What needs to be done: Output all of the data below exactly as given.

Extracted records
┌────────
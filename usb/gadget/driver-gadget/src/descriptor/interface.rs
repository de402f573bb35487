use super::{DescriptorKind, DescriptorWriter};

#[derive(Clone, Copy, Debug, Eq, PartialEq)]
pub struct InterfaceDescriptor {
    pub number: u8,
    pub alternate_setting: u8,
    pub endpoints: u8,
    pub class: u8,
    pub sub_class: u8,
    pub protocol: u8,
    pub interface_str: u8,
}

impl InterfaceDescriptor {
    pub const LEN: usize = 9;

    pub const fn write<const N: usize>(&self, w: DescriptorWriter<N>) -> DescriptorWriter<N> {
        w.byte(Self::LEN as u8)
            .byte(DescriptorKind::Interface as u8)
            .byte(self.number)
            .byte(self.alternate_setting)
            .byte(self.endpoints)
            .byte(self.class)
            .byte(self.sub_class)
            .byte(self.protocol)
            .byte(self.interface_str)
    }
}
└────────
Written reply:
filename usb/gadget/driver-gadget/src/descriptor/interface.rs
repository de402f573bb35487
use super::{DescriptorKind, DescriptorWriter};

#[derive(Clone, Copy, Debug, Eq, PartialEq)]
pub struct InterfaceDescriptor {
    pub number: u8,
    pub alternate_setting: u8,
    pub endpoints: u8,
    pub class: u8,
    pub sub_class: u8,
    pub protocol: u8,
    pub interface_str: u8,
}

impl InterfaceDescriptor {
    pub const LEN: usize = 9;

    pub const fn write<const N: usize>(&self, w: DescriptorWriter<N>) -> DescriptorWriter<N> {
        w.byte(Self::LEN as u8)
            .byte(DescriptorKind::Interface as u8)
            .byte(self.number)
            .byte(self.alternate_setting)
            .byte(self.endpoints)
            .byte(self.class)
            .byte(self.sub_class)
            .byte(self.protocol)
            .byte(self.interface_str)
    }
}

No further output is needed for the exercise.